## Stored items

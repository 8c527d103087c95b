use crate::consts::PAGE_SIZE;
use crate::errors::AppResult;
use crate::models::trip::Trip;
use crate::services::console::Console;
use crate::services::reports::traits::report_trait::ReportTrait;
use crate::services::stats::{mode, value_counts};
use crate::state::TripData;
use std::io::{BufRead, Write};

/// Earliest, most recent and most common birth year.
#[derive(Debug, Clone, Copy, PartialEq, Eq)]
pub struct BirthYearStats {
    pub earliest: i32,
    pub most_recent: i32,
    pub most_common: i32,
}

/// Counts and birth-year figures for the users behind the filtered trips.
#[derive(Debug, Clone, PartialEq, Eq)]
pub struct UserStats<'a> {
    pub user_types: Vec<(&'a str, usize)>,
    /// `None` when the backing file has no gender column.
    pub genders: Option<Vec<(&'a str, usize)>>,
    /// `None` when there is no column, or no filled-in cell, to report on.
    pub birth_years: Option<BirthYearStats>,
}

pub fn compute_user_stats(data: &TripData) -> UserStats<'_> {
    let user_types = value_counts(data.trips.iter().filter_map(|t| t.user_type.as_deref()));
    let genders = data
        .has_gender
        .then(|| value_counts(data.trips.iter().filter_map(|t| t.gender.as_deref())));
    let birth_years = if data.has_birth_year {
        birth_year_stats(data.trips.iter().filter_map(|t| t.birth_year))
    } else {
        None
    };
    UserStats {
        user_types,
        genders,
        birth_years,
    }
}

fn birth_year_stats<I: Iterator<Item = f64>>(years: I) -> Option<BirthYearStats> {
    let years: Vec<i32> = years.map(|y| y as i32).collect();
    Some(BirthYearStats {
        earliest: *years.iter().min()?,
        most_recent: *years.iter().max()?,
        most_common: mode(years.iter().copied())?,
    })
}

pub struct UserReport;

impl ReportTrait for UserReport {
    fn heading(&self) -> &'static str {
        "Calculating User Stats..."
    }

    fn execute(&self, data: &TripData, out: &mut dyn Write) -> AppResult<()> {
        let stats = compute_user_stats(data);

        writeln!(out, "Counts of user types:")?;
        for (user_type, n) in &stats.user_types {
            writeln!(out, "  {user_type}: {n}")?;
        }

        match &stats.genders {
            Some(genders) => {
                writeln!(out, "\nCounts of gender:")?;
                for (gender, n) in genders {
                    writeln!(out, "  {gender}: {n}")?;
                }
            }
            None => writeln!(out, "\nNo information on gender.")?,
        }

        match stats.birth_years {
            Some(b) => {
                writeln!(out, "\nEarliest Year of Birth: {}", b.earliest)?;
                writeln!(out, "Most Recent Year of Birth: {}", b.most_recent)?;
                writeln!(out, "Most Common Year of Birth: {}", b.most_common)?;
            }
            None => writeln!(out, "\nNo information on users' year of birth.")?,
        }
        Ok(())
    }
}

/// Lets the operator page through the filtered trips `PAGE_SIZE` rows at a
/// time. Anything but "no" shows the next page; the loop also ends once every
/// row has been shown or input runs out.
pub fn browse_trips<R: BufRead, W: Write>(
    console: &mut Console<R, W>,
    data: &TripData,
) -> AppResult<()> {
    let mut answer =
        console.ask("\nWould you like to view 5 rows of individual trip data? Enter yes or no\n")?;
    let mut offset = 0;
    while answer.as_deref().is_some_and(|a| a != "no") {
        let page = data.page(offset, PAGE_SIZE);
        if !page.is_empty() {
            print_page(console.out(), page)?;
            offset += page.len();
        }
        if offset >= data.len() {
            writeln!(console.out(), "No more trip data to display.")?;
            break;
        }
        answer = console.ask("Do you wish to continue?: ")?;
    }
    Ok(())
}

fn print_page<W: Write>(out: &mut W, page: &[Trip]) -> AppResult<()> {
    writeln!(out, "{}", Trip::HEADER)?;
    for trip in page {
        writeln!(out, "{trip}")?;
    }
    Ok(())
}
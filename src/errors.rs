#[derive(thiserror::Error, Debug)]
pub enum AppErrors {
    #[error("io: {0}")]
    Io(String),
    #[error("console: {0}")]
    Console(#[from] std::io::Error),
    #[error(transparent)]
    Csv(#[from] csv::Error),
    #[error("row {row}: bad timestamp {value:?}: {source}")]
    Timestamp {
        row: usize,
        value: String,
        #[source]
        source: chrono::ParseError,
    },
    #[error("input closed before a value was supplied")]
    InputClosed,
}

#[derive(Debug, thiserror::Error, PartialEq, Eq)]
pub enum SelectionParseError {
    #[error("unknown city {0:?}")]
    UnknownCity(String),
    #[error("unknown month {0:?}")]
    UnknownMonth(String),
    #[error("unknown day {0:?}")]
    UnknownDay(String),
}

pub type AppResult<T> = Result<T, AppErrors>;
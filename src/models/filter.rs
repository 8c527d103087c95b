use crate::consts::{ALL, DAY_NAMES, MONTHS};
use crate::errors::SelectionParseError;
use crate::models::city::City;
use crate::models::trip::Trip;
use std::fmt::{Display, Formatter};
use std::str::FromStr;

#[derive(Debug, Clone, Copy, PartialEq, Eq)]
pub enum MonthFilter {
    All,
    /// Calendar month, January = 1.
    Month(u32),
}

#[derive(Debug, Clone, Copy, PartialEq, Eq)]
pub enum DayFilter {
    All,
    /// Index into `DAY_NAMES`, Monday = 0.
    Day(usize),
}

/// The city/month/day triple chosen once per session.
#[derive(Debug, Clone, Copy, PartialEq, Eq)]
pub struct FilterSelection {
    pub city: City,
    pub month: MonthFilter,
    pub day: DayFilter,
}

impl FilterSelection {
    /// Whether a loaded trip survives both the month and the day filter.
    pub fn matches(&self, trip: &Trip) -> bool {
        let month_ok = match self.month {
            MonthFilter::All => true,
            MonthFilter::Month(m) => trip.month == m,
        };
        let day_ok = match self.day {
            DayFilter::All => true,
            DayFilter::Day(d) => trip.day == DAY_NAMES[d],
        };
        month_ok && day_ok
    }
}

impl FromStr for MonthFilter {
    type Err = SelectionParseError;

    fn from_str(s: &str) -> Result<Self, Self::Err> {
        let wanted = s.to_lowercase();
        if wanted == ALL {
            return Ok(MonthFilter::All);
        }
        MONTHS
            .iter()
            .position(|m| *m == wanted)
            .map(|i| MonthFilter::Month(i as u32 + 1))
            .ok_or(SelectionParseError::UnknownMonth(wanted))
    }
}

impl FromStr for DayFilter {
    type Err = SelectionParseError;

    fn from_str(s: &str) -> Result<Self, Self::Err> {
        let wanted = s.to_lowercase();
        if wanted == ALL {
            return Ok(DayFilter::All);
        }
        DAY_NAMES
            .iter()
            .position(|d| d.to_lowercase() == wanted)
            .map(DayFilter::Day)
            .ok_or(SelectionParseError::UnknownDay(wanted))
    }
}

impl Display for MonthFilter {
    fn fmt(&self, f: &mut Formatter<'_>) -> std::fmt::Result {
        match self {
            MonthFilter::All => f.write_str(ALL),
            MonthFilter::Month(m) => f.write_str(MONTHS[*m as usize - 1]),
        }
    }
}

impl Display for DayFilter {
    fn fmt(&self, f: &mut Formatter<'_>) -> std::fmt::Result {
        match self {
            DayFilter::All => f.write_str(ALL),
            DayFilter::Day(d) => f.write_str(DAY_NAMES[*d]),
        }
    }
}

---

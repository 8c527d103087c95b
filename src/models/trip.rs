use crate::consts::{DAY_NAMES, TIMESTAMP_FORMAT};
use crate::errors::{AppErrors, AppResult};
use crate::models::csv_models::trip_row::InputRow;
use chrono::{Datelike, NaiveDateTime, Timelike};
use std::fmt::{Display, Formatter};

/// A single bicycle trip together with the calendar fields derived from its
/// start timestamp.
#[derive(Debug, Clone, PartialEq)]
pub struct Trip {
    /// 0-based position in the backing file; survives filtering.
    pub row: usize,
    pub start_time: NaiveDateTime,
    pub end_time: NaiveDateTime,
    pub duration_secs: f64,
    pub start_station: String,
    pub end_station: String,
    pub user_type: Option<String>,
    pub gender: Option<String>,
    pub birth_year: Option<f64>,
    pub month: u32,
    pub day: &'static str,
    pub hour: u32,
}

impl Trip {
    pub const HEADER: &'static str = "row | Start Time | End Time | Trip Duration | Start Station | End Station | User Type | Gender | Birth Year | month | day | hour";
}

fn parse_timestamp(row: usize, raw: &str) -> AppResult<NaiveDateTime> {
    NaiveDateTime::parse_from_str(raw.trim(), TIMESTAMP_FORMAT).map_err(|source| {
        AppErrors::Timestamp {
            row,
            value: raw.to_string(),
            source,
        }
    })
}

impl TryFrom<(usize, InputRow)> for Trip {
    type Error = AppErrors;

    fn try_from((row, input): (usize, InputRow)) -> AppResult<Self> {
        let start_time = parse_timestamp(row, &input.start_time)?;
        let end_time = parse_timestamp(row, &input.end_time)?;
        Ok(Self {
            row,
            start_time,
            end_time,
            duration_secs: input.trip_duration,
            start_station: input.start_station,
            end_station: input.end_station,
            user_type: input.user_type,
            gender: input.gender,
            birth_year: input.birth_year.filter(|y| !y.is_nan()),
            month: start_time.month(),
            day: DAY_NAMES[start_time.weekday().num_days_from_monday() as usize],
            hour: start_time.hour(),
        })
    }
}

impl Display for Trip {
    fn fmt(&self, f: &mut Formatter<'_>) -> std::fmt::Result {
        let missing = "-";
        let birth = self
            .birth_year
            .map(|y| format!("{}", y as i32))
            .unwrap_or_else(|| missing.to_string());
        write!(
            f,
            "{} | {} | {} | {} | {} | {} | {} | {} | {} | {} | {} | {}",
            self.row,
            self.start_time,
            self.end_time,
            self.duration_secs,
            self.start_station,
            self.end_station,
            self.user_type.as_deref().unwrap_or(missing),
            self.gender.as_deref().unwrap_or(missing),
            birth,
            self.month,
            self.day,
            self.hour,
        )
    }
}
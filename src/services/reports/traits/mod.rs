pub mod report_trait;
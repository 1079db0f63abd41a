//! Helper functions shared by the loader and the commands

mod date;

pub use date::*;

...

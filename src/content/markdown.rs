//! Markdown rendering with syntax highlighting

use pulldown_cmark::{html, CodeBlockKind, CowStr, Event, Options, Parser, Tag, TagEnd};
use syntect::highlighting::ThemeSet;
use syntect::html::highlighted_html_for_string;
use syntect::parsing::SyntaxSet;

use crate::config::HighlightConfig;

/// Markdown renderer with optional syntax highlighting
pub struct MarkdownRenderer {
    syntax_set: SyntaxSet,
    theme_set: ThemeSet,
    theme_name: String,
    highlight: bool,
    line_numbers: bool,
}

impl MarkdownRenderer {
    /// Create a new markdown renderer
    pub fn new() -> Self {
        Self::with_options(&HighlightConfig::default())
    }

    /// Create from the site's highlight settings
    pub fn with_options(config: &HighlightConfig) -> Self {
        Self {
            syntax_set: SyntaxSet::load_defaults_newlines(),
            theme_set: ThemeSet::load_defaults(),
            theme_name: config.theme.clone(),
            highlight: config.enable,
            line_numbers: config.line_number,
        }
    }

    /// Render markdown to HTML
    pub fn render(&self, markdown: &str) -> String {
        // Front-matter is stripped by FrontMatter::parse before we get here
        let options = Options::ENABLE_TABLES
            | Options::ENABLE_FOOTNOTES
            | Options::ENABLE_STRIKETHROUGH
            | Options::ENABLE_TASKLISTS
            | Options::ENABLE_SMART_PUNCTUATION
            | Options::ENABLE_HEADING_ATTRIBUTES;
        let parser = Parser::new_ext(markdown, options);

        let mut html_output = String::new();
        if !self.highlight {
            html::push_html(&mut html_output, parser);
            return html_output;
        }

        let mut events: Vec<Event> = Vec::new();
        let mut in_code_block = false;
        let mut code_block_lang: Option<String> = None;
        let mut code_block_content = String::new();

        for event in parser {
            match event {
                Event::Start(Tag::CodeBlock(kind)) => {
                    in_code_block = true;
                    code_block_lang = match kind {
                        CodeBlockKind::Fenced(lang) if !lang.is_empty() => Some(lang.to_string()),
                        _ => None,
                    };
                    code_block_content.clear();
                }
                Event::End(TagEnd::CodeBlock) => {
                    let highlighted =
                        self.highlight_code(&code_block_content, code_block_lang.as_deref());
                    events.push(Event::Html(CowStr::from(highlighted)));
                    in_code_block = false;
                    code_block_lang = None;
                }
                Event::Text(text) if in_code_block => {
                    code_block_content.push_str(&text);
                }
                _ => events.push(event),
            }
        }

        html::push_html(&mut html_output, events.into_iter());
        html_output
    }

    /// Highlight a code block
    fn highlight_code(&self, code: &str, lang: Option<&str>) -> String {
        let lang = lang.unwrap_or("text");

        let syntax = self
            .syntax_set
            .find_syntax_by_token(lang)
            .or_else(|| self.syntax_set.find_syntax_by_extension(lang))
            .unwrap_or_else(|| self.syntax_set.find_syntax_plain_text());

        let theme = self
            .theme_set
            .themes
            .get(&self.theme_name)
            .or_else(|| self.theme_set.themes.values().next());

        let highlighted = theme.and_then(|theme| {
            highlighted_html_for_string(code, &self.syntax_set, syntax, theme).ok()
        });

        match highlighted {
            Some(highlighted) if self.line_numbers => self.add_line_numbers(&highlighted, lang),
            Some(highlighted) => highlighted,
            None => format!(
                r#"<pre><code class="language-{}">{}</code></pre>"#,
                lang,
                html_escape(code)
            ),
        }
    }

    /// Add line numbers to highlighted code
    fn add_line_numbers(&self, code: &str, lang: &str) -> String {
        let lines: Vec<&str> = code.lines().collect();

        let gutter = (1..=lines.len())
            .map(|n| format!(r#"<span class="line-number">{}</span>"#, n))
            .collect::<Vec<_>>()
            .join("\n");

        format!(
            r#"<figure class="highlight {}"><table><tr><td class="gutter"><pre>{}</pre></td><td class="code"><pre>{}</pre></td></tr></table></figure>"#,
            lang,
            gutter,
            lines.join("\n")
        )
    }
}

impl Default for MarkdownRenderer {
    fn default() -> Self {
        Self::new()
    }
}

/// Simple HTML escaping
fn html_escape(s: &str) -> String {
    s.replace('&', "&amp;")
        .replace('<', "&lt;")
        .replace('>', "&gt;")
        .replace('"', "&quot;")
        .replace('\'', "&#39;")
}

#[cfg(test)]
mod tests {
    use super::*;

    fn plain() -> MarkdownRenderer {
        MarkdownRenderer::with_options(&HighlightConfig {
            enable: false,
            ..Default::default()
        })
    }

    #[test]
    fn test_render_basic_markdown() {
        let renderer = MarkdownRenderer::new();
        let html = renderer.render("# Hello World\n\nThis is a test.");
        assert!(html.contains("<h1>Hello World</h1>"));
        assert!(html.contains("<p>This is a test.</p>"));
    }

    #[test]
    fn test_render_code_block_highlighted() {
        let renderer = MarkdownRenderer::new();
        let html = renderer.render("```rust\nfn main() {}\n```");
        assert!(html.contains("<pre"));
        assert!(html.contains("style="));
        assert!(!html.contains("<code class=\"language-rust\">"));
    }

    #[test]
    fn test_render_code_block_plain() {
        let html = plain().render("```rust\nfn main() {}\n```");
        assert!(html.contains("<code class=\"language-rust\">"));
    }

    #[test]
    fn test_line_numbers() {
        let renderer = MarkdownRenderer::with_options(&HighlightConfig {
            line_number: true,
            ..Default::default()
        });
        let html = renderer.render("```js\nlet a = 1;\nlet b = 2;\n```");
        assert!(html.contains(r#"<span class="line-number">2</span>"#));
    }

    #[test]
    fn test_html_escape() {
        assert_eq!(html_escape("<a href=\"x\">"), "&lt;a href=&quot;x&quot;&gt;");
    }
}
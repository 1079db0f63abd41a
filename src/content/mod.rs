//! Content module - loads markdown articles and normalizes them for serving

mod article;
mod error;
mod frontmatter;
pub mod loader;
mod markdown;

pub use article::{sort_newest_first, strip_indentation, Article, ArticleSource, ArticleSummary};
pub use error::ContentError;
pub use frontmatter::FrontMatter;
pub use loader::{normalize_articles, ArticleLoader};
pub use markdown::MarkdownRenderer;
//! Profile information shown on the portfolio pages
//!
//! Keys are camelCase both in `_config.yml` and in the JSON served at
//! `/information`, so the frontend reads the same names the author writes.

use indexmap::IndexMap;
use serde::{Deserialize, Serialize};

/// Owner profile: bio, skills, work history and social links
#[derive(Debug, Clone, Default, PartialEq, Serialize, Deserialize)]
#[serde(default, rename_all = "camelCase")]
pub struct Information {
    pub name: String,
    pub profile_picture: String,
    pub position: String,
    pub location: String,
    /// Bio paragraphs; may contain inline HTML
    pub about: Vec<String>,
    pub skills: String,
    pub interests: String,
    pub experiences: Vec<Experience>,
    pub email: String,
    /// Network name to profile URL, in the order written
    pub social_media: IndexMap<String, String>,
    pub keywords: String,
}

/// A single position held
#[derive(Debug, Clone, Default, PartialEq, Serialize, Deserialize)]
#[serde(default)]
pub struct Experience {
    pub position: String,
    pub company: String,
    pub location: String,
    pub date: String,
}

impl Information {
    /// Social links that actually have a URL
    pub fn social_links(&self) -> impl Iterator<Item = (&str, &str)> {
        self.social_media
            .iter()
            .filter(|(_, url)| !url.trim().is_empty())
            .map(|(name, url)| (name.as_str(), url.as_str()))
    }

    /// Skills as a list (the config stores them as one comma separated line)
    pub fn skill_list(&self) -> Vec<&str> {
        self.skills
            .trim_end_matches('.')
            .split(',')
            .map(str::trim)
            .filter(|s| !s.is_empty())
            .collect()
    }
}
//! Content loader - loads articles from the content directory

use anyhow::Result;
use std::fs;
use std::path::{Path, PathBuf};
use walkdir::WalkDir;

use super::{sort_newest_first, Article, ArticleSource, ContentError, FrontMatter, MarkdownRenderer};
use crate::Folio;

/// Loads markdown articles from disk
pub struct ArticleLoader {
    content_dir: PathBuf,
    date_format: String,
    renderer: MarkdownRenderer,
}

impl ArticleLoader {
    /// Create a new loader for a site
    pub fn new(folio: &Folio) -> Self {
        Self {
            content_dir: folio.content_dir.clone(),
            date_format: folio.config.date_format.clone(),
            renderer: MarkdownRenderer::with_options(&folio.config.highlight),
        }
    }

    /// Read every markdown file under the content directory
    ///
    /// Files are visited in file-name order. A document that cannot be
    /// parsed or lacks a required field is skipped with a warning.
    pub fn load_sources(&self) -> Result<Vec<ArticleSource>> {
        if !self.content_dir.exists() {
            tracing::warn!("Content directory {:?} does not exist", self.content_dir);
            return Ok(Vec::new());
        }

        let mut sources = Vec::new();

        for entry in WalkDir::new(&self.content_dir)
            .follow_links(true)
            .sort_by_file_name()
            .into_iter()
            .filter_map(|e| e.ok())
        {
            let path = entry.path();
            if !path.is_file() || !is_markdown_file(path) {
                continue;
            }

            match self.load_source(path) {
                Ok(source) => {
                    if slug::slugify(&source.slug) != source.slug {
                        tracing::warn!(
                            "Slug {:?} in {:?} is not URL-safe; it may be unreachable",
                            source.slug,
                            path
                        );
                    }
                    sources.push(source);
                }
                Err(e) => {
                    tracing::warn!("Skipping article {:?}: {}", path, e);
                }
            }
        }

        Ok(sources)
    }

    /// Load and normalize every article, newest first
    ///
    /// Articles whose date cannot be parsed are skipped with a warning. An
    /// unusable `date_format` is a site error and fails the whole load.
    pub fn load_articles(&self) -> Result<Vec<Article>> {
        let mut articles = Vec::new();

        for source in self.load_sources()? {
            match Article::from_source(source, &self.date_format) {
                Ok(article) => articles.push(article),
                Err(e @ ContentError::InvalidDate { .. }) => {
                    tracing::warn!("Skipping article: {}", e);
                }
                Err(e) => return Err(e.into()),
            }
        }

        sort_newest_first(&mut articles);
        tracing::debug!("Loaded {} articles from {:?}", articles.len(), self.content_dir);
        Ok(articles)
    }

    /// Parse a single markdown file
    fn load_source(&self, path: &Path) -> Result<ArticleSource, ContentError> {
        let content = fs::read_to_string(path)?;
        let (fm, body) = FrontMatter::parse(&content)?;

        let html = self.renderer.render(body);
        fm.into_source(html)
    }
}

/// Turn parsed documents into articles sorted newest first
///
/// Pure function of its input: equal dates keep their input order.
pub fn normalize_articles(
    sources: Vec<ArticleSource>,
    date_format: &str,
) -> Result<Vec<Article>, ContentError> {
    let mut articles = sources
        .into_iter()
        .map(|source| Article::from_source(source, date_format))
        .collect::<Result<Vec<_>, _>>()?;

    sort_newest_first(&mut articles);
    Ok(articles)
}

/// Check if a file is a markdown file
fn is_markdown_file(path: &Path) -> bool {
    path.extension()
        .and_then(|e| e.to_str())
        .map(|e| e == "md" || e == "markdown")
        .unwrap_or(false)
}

## TASK TO COMPLETE
Above are some records; copy exactly the lines from the one with "day: DAY_NAMES[start_time.weekday().num_days_from_monday() as" through the one with "pub use date::*;", both included, and no others.

## RESULT OF THIS EXERCISE
            day: DAY_NAMES[start_time.weekday().num_days_from_monday() as usize],
            hour: start_time.hour(),
        })
    }
}

impl Display for Trip {
    fn fmt(&self, f: &mut Formatter<'_>) -> std::fmt::Result {
        let missing = "-";
        let birth = self
            .birth_year
            .map(|y| format!("{}", y as i32))
            .unwrap_or_else(|| missing.to_string());
        write!(
            f,
            "{} | {} | {} | {} | {} | {} | {} | {} | {} | {} | {} | {}",
            self.row,
            self.start_time,
            self.end_time,
            self.duration_secs,
            self.start_station,
            self.end_station,
            self.user_type.as_deref().unwrap_or(missing),
            self.gender.as_deref().unwrap_or(missing),
            birth,
            self.month,
            self.day,
            self.hour,
        )
    }
}
filename src/services/reports/traits/mod.rs
pub mod report_trait;
repository 1079db0f63abd41a
//! Helper functions shared by the loader and the commands

mod date;

pub use date::*;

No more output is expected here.